Your answer should be the lines of the data below that contain "parsed".

(Dataset records begins)

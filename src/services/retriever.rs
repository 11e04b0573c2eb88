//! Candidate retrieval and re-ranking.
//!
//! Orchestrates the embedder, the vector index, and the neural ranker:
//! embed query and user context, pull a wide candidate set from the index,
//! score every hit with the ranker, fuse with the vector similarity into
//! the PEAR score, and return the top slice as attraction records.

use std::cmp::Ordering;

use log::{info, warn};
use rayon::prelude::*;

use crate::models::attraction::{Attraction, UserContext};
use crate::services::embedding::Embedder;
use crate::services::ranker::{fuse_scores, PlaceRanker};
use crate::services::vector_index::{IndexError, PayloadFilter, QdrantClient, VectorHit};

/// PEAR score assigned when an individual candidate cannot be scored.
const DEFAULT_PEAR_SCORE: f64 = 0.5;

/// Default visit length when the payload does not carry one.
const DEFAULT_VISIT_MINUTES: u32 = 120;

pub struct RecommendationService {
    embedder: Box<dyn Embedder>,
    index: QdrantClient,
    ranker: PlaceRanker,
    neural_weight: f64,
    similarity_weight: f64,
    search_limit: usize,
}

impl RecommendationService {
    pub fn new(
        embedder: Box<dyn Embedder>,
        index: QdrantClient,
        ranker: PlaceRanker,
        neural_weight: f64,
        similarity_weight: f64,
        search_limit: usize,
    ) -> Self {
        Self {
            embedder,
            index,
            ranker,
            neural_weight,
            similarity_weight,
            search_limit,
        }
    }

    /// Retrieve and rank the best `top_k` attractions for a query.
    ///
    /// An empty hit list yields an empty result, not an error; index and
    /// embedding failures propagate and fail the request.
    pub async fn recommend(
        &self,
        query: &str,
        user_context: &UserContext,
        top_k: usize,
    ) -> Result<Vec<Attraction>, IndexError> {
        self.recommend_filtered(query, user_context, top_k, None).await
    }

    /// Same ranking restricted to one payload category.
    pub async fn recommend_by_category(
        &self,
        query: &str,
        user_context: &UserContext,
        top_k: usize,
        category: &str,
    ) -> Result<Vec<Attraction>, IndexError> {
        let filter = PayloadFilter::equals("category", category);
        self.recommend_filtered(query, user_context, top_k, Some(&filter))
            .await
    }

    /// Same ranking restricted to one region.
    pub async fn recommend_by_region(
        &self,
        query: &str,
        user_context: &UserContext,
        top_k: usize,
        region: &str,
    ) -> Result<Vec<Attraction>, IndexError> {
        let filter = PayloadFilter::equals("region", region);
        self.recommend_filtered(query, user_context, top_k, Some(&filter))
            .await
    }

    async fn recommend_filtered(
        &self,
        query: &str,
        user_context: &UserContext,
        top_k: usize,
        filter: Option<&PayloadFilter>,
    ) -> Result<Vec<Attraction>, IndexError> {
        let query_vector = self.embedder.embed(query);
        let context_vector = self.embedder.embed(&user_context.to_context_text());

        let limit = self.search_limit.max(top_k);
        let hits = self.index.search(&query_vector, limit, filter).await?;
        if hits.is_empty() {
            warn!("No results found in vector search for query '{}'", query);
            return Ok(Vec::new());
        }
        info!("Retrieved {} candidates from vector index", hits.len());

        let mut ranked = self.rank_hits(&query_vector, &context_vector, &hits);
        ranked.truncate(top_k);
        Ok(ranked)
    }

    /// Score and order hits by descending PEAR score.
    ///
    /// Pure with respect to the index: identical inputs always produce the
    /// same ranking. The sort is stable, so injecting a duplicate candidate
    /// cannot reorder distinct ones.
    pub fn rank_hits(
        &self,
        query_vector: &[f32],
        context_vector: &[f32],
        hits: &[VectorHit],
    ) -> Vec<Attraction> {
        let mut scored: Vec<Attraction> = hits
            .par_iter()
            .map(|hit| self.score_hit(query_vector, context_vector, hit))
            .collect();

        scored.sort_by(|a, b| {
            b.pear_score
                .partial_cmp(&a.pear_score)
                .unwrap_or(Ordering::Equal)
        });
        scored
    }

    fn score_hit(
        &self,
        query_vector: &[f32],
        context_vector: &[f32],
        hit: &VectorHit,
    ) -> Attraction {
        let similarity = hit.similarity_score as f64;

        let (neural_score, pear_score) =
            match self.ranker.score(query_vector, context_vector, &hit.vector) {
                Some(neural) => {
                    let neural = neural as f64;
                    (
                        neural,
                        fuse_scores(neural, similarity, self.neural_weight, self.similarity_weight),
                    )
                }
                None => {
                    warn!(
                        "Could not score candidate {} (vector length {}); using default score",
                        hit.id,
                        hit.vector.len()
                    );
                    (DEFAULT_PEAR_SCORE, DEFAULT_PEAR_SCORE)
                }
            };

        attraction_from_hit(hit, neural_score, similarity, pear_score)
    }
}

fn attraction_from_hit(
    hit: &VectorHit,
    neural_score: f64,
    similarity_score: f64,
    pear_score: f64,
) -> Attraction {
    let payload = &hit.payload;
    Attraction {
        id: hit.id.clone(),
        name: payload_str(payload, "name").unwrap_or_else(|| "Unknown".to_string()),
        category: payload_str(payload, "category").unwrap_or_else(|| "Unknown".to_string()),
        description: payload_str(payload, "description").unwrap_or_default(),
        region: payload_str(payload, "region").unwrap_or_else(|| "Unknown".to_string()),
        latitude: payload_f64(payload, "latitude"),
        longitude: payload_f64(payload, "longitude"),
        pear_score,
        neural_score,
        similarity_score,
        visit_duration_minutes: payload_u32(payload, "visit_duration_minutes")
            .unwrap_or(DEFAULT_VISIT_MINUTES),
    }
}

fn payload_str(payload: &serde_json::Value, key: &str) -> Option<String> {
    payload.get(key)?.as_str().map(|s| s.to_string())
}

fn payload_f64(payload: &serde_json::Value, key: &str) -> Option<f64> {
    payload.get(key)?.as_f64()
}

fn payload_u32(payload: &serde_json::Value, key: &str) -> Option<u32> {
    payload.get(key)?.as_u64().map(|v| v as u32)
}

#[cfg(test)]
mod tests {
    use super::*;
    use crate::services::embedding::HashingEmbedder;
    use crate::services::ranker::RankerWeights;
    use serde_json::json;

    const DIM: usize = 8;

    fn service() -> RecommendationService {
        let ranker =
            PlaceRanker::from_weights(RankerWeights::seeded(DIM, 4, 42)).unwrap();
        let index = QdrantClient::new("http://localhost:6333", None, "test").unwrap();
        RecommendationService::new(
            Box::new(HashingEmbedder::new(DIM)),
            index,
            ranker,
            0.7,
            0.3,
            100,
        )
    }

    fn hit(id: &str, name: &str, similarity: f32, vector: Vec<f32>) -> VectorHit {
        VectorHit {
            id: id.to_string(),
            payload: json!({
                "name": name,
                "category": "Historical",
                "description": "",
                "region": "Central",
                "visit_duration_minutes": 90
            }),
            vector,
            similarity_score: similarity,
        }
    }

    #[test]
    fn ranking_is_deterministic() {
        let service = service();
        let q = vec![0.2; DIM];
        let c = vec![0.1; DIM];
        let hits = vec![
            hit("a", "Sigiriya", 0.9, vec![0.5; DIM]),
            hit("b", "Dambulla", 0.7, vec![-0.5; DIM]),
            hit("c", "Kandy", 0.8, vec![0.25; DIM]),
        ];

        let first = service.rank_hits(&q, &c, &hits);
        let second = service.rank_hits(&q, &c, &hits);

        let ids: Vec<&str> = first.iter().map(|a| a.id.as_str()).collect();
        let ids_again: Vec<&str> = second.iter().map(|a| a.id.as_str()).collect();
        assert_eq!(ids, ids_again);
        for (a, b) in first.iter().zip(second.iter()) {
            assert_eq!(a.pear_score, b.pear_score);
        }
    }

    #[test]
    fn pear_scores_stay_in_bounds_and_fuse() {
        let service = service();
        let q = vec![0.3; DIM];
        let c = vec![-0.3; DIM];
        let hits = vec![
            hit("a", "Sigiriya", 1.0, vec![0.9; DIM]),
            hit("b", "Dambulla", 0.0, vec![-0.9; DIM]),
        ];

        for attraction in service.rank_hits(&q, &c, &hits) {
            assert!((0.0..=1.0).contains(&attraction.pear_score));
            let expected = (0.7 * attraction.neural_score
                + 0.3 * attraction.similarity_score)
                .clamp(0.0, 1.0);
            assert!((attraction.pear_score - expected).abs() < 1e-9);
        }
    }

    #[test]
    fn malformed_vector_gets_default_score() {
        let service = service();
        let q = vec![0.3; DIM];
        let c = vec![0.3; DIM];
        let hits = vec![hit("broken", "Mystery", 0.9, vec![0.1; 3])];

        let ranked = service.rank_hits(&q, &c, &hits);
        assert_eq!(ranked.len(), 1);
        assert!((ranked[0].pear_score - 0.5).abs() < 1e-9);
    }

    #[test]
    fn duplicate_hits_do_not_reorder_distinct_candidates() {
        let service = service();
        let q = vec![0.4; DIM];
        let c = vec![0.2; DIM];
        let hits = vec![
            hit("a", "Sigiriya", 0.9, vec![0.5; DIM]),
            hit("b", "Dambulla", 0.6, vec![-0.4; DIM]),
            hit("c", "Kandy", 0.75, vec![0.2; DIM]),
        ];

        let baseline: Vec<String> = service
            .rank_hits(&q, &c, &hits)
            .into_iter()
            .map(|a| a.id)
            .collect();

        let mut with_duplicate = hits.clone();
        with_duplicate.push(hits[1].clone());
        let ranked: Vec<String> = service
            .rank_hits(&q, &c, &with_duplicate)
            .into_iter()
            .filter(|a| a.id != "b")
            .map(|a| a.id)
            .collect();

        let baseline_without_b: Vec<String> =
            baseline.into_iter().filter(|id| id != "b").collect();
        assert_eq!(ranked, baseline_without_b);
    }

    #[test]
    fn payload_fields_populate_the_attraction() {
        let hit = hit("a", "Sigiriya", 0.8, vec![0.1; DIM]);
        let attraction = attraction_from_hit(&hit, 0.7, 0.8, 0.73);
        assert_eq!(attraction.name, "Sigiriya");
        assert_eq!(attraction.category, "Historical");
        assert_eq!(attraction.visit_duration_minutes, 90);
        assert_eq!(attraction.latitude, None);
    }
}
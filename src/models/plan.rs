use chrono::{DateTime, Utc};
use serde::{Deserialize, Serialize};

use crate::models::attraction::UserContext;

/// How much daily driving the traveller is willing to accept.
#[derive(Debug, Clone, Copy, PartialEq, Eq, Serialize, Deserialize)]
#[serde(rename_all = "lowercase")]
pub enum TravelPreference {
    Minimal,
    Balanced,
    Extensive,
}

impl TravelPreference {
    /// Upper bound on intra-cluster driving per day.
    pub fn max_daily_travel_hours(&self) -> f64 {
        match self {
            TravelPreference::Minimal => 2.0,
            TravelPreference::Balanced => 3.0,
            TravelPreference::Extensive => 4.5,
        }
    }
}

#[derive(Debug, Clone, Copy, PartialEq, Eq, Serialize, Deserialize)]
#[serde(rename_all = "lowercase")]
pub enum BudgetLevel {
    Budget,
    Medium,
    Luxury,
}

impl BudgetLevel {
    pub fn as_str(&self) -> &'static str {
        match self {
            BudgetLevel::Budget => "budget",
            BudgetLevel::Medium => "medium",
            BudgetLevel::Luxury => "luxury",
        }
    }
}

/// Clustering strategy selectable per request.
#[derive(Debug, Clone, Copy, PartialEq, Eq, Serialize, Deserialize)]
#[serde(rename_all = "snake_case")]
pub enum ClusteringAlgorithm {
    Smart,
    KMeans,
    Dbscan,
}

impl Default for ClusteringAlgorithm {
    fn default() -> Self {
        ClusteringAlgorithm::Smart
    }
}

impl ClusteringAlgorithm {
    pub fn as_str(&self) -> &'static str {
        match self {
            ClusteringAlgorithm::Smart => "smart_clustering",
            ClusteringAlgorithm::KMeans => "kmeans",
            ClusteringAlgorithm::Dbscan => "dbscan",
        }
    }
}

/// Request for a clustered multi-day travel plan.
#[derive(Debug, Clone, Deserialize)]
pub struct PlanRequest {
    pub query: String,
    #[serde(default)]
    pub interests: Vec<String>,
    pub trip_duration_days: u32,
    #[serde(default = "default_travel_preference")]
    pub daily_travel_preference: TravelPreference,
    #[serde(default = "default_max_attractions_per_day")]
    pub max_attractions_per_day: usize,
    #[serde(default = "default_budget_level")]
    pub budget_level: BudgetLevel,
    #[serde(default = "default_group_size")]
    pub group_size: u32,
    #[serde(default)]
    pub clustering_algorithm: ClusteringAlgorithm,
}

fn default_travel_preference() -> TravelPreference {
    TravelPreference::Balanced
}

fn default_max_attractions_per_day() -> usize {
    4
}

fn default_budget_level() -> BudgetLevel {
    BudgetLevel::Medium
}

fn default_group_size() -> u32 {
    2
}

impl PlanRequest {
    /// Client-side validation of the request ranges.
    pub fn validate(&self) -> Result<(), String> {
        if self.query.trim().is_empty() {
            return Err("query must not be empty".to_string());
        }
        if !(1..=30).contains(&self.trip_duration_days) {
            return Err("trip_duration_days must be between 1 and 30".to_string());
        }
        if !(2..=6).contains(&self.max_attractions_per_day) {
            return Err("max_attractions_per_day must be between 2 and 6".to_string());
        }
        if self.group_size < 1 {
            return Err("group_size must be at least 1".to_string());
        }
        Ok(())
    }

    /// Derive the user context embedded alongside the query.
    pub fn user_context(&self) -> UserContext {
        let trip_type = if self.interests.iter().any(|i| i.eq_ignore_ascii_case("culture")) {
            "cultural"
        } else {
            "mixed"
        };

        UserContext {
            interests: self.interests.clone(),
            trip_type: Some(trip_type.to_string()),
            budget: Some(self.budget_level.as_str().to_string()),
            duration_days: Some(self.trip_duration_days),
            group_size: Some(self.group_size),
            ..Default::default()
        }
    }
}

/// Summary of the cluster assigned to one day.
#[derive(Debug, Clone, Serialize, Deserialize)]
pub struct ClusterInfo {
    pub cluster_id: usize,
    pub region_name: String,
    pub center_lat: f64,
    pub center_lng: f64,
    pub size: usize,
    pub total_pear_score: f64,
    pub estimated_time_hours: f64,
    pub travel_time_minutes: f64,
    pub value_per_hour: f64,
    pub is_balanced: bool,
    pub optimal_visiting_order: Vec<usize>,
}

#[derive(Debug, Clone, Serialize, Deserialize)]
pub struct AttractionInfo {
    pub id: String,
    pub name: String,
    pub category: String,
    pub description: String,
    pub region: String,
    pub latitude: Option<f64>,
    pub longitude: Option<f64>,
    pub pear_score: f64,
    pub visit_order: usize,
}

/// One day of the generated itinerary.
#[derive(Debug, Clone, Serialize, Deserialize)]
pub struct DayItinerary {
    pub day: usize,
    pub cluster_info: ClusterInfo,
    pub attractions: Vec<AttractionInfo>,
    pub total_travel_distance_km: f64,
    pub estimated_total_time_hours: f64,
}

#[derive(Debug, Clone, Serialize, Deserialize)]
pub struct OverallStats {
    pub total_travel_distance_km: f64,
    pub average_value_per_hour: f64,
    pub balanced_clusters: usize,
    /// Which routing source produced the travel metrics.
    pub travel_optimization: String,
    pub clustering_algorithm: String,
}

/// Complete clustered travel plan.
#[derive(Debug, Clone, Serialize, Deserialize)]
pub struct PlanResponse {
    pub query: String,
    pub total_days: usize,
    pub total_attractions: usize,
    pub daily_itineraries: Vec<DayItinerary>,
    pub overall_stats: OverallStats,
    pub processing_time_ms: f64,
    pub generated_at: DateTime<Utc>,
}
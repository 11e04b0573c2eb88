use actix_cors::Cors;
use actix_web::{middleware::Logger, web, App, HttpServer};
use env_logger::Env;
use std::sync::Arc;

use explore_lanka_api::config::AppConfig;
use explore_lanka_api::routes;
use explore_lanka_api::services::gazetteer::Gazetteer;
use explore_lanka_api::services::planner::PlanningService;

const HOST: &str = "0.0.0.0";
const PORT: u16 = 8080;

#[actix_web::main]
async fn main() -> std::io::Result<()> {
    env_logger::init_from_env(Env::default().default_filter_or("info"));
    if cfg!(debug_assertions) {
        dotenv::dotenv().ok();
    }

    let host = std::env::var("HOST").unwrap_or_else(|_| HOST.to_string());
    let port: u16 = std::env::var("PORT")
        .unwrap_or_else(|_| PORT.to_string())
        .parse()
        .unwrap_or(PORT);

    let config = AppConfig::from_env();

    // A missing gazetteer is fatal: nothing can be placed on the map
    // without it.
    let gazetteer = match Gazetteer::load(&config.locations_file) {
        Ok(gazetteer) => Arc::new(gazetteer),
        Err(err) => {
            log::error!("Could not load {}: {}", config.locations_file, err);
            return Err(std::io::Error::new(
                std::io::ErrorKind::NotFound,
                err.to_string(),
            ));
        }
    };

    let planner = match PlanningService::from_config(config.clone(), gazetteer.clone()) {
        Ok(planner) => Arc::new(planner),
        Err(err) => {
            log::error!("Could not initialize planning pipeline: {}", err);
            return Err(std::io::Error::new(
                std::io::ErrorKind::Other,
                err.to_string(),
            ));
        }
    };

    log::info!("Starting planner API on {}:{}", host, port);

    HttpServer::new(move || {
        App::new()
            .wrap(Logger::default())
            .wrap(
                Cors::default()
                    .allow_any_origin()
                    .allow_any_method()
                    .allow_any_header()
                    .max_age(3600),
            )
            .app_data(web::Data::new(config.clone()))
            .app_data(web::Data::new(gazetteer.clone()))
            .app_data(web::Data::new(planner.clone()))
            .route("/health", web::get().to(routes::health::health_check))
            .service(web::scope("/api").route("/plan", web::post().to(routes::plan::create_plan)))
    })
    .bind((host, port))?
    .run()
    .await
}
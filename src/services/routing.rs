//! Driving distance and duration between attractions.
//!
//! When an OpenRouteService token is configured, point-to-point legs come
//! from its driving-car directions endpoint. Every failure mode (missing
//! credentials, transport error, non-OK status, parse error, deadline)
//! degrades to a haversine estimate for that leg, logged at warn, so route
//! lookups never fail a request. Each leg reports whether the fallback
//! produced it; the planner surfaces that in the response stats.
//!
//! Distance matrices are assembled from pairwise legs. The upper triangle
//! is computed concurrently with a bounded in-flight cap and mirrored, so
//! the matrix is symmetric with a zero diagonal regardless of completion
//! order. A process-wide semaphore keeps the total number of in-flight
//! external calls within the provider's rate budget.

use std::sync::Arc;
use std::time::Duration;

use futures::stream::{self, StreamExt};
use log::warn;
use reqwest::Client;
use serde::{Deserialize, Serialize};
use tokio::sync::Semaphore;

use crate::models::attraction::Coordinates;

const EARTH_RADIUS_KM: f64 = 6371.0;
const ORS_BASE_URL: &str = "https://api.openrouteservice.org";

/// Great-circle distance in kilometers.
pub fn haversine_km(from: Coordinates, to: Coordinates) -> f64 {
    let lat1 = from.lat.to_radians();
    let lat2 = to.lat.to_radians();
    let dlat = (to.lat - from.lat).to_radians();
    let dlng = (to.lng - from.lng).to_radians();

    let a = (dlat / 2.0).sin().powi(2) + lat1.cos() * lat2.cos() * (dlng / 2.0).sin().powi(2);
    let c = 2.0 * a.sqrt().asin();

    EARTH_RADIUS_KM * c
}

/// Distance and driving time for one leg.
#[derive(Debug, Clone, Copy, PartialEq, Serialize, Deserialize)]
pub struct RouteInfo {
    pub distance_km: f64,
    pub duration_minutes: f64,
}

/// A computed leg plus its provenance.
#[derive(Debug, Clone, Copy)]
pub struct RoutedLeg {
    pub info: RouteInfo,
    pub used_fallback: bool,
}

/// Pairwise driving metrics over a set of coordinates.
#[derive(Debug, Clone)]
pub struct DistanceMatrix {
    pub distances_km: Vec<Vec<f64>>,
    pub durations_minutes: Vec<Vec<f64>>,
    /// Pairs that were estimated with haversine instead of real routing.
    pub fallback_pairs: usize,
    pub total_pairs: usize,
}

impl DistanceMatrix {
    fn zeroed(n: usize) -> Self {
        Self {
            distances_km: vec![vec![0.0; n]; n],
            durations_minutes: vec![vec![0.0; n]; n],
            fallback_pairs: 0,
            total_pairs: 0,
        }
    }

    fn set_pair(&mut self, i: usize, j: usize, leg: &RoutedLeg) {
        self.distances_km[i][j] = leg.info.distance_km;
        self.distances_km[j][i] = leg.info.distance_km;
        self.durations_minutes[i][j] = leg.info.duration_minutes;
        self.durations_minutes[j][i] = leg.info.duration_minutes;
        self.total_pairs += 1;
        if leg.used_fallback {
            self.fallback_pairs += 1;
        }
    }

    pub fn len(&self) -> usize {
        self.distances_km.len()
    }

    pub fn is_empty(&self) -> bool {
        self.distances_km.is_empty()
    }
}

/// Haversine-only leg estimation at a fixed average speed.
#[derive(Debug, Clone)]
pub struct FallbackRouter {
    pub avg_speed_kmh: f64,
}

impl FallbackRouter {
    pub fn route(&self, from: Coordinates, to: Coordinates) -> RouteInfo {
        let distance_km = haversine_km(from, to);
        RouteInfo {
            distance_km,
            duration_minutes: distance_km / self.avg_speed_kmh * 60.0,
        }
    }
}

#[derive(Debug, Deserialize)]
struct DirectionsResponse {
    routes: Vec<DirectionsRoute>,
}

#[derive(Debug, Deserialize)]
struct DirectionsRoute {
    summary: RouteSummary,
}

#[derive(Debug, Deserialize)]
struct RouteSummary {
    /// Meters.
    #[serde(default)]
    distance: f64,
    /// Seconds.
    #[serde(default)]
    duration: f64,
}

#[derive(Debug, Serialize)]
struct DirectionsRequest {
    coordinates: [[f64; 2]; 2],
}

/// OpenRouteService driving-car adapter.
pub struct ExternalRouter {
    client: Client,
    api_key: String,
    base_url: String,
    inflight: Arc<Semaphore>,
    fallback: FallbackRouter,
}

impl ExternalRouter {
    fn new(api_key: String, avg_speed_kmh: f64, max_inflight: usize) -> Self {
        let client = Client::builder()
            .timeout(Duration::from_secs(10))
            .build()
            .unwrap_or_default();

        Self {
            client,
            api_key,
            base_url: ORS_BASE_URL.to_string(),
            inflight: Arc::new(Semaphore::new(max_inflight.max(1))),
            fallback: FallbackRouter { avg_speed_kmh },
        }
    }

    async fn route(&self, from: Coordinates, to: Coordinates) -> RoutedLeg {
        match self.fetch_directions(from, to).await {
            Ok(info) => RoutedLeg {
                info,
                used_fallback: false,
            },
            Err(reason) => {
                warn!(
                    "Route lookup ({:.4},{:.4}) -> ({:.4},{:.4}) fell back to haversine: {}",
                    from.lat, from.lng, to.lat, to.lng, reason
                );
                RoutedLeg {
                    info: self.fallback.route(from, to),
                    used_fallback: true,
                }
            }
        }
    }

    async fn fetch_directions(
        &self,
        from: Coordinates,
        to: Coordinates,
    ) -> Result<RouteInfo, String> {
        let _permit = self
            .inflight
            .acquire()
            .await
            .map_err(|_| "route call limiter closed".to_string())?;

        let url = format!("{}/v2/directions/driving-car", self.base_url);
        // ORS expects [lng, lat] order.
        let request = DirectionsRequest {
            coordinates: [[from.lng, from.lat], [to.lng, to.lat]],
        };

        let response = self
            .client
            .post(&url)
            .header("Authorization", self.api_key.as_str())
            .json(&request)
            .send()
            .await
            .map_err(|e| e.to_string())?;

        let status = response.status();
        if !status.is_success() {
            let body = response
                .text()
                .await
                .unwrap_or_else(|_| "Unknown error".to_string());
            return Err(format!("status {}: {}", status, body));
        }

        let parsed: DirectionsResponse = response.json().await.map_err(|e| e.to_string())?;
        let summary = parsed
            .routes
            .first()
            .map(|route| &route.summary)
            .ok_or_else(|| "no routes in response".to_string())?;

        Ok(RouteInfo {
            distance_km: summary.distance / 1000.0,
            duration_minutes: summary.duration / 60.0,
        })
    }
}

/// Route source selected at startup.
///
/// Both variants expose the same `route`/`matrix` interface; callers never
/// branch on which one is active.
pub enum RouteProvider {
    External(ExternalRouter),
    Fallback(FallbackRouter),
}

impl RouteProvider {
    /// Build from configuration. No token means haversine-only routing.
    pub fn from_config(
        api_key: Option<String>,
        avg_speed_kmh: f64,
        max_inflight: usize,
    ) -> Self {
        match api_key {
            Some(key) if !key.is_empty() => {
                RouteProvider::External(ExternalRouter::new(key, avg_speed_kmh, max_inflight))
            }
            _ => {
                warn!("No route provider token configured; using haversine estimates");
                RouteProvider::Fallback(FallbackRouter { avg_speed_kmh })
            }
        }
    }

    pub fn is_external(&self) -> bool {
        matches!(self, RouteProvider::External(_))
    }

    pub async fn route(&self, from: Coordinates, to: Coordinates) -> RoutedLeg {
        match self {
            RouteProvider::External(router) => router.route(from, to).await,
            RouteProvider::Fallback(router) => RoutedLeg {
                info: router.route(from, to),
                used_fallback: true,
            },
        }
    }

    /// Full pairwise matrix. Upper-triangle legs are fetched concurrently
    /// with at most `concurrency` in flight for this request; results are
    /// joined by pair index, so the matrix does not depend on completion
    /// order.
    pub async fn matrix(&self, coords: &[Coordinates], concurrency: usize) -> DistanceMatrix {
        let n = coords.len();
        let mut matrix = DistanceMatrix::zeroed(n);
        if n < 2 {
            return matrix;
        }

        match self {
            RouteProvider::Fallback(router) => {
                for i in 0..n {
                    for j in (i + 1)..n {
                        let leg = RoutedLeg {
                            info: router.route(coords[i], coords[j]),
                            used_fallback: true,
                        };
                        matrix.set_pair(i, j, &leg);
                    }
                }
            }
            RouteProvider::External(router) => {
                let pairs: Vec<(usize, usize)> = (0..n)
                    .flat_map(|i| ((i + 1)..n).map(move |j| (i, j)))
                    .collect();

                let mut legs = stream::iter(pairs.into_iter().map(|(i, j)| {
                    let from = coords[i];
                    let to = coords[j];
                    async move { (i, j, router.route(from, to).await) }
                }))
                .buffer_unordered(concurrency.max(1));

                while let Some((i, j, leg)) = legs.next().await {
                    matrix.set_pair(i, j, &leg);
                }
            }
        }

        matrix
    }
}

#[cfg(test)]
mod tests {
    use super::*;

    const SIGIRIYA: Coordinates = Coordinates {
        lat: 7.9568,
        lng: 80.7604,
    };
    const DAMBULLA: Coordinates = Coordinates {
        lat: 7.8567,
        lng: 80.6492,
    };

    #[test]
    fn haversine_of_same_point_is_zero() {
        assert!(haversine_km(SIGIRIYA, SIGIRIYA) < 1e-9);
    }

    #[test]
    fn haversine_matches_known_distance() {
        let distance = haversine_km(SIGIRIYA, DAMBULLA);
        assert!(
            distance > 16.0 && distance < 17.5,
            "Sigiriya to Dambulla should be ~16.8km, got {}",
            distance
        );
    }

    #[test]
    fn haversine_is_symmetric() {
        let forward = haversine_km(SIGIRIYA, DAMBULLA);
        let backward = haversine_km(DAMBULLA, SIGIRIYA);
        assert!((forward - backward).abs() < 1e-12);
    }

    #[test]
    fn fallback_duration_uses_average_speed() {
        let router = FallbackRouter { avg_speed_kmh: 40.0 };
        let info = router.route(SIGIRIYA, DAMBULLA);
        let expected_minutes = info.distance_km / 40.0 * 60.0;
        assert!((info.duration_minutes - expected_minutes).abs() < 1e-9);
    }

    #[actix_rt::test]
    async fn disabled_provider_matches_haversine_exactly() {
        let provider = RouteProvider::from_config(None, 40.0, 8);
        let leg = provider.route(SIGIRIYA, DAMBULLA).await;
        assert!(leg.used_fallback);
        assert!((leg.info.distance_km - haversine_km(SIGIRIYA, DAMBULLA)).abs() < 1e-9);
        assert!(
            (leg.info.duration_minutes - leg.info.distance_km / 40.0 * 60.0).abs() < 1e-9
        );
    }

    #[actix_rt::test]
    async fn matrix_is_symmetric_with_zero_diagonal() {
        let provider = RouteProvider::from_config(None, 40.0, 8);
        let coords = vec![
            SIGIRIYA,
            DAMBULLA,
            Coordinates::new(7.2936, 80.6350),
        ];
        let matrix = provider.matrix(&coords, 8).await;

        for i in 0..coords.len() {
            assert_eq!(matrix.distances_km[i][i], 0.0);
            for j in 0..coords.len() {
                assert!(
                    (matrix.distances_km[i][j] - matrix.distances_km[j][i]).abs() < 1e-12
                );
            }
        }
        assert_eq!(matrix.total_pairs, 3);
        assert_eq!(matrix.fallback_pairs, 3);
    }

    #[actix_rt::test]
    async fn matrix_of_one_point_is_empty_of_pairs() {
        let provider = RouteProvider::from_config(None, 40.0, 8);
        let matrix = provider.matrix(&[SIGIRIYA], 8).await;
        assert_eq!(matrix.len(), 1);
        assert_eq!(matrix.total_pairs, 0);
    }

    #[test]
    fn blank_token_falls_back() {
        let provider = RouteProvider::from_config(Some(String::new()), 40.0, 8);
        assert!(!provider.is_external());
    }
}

(Dataset records ends)

▸ **Task result**
        let parsed: DirectionsResponse = response.json().await.map_err(|e| e.to_string())?;
        let summary = parsed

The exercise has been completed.